When you reach the line containing "repository 922d5788dba56ee9" in the entries below, start writing out each line exactly, and stop after the line containing "use uuid::Uuid;".
===== Data for the task =====
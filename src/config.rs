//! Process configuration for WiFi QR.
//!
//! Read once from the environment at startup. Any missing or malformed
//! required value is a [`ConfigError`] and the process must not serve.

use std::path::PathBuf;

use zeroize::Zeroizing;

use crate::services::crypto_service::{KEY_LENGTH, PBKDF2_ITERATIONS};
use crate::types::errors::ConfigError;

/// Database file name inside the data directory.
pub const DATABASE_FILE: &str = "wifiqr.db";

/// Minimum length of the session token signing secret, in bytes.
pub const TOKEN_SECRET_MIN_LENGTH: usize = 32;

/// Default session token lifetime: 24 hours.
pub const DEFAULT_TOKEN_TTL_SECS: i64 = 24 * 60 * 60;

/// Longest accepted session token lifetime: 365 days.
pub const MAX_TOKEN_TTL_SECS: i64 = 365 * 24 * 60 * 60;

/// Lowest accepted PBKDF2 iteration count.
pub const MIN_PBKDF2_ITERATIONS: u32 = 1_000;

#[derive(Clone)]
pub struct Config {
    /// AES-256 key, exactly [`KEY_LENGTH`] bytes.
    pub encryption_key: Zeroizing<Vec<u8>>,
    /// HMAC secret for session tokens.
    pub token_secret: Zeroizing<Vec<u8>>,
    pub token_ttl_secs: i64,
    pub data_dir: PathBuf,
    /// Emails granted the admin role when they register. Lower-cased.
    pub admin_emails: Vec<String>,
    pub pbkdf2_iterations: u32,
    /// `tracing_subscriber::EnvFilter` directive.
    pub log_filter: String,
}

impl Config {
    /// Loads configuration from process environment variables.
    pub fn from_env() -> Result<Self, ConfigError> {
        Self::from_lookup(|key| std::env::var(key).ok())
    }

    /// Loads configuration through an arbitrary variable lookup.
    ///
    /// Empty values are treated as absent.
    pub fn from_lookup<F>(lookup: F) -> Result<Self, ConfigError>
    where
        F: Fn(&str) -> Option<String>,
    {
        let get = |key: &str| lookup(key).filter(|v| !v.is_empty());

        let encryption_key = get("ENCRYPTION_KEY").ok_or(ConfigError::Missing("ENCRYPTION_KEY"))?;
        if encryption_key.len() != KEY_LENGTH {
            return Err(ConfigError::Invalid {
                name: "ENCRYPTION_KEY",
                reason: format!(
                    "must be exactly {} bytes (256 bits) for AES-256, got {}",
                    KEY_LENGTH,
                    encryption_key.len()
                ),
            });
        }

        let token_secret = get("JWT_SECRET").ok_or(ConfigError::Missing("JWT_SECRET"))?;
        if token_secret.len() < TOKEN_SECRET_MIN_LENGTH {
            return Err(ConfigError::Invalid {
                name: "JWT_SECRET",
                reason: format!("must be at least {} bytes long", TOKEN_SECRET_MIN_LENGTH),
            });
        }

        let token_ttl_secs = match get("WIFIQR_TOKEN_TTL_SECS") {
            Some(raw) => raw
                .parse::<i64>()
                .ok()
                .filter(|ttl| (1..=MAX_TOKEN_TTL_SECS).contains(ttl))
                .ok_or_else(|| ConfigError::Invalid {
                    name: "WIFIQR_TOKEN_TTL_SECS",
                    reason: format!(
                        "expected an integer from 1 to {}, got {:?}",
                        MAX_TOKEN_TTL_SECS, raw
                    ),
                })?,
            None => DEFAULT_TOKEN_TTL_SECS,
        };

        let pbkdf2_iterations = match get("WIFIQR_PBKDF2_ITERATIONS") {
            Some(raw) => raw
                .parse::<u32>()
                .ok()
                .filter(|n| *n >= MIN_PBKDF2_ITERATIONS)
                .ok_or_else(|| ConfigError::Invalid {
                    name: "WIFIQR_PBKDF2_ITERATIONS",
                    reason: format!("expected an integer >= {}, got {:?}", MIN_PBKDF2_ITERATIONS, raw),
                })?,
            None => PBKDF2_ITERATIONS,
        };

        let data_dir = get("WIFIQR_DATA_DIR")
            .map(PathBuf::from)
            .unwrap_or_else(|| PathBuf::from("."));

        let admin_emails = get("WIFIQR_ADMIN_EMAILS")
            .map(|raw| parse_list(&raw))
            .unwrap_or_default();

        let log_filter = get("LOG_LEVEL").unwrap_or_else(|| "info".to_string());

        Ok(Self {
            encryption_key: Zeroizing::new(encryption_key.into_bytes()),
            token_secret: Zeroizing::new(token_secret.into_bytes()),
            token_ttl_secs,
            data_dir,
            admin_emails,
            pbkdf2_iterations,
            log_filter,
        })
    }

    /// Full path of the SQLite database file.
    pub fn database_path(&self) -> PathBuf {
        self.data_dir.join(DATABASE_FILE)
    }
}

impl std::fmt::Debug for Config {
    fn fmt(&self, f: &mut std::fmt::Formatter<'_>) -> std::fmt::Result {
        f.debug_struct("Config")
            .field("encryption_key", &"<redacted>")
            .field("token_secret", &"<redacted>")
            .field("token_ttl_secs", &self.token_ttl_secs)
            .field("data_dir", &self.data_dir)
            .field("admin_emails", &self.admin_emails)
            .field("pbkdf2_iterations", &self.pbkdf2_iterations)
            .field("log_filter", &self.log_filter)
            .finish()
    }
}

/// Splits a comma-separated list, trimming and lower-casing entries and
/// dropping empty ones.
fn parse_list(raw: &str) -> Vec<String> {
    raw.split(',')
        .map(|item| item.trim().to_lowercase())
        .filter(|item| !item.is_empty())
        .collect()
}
=====
===== Data for the task =====
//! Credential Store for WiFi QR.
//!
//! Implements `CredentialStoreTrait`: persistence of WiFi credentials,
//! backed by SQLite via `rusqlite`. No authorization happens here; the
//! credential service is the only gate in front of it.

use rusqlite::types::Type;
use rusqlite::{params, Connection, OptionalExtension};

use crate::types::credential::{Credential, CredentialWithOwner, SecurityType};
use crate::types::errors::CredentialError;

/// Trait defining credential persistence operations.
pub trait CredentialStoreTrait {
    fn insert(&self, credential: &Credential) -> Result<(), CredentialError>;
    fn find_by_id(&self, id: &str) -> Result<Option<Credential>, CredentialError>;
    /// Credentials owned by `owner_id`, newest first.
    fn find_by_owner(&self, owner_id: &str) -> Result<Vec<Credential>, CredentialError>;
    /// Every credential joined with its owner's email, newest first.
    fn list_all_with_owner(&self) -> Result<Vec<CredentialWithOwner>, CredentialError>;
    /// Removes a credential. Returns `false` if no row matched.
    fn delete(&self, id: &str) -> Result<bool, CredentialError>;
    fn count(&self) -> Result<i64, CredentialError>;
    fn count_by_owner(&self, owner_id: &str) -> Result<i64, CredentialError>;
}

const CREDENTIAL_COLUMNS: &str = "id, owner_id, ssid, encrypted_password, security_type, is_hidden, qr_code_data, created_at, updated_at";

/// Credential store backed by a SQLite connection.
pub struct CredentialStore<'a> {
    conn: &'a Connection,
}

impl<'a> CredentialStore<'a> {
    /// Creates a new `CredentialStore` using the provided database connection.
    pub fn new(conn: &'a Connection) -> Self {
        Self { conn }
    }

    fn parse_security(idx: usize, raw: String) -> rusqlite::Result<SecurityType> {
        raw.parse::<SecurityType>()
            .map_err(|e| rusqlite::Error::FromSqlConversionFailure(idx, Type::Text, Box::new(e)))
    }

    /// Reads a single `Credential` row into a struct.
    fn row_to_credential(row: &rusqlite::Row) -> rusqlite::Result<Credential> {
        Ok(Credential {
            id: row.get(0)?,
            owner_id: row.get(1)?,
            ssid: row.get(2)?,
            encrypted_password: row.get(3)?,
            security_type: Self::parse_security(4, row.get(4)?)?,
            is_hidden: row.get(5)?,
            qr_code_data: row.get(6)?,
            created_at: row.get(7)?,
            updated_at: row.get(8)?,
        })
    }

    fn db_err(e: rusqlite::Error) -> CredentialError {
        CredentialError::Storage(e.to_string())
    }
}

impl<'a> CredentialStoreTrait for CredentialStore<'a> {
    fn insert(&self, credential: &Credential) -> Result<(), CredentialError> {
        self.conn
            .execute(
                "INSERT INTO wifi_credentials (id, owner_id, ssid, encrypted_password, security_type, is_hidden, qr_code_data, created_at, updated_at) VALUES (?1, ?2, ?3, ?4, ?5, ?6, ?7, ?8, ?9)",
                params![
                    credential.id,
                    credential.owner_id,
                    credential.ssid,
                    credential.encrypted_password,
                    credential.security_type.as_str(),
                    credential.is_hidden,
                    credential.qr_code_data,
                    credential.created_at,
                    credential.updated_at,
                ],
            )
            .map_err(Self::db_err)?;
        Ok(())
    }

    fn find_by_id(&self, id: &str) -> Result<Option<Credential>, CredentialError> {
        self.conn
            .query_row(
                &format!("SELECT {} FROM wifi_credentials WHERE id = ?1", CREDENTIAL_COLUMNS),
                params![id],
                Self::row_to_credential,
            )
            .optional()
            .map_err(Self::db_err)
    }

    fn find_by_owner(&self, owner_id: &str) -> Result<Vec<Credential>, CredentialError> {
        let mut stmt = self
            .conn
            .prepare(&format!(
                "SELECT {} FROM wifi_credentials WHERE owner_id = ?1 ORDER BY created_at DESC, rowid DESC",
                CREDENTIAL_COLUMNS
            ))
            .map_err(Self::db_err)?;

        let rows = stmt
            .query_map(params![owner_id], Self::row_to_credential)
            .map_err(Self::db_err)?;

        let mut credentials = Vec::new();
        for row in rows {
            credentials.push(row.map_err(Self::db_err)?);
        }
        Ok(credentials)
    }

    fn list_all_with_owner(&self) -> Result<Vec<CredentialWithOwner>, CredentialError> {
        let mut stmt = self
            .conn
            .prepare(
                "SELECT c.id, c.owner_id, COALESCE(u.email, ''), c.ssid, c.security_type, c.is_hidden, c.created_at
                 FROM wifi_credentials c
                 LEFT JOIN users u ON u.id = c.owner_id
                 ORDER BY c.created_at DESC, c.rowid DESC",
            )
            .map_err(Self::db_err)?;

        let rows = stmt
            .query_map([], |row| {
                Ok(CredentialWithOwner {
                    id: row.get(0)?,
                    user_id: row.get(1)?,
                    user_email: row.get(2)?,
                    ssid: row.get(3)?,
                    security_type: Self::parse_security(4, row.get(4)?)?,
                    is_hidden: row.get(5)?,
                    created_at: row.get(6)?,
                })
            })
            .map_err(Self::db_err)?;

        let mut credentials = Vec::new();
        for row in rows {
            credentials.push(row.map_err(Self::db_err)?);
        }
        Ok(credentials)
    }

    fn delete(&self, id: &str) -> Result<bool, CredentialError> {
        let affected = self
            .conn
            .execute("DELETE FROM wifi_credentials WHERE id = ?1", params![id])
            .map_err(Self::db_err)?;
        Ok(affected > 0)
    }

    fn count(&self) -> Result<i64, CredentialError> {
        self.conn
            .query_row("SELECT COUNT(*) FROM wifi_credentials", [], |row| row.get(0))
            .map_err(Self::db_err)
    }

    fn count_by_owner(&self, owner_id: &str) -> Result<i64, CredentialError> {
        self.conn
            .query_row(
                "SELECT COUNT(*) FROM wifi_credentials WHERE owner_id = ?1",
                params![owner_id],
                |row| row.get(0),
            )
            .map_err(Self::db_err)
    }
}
=====
===== Data for the task =====
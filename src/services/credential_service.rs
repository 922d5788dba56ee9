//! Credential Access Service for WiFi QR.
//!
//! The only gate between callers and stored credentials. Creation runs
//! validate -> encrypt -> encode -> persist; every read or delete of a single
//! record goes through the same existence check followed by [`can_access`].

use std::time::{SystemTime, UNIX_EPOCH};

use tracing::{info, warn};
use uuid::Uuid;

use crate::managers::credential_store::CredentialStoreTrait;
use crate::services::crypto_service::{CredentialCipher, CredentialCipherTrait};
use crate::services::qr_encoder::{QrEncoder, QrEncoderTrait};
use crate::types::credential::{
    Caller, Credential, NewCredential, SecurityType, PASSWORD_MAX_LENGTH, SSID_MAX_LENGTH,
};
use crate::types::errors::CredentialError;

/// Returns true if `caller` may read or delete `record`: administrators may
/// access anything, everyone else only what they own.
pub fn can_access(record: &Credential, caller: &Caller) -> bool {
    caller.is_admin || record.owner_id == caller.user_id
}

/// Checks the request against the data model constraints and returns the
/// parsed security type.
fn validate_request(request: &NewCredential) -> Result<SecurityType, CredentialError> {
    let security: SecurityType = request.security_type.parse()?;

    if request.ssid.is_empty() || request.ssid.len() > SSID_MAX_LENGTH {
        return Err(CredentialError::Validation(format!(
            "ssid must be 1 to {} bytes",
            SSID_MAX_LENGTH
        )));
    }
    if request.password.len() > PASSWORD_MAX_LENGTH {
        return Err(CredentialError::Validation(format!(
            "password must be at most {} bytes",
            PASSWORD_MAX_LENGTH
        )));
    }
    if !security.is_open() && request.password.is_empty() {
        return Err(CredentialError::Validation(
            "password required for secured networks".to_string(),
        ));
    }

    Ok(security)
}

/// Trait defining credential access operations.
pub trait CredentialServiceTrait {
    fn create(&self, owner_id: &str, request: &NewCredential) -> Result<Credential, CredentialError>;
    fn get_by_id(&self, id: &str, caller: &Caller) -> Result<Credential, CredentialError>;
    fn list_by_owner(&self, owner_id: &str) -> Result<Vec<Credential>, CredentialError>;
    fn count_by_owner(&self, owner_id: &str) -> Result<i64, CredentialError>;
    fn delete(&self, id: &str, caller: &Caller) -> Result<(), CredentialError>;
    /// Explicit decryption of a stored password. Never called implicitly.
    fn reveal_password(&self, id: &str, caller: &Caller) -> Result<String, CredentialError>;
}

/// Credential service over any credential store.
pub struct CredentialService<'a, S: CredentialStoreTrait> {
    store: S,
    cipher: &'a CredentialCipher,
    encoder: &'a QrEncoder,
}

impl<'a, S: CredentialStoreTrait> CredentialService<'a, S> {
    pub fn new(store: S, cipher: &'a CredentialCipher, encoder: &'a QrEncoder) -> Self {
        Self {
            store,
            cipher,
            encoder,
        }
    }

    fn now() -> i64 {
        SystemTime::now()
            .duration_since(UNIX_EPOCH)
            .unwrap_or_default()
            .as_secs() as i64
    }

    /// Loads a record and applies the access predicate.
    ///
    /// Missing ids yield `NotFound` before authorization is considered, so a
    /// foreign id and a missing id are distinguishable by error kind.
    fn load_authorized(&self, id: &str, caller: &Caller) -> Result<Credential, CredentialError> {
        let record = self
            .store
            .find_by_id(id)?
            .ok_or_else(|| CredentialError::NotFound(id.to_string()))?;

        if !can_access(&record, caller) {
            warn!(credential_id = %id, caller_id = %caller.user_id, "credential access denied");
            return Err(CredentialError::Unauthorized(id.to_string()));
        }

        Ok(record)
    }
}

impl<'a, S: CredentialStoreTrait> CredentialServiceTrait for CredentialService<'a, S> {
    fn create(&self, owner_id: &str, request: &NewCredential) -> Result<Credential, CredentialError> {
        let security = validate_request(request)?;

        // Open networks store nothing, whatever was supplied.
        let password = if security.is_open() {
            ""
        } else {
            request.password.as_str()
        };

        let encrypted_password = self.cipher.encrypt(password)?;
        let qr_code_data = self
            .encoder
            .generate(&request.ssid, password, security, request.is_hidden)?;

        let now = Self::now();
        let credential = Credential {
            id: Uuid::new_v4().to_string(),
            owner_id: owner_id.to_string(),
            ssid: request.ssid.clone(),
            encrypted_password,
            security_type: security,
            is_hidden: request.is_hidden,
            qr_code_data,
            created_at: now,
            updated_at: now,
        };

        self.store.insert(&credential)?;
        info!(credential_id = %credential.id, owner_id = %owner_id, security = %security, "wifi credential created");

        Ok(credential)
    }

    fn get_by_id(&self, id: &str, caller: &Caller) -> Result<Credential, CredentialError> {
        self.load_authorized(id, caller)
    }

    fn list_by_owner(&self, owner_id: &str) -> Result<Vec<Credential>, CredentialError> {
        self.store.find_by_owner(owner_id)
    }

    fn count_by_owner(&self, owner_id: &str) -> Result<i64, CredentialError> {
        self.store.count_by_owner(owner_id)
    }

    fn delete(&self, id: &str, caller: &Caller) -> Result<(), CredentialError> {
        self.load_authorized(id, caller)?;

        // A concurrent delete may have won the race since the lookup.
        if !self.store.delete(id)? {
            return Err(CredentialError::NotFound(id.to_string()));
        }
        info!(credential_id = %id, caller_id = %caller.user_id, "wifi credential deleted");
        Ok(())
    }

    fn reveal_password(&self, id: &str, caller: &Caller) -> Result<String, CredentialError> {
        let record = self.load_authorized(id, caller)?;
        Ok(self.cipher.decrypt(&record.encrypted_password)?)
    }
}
=====
- Your solution:
repository 922d5788dba56ee9
//! Credential Access Service for WiFi QR.
//!
//! The only gate between callers and stored credentials. Creation runs
//! validate -> encrypt -> encode -> persist; every read or delete of a single
//! record goes through the same existence check followed by [`can_access`].

use std::time::{SystemTime, UNIX_EPOCH};

use tracing::{info, warn};
use uuid::Uuid;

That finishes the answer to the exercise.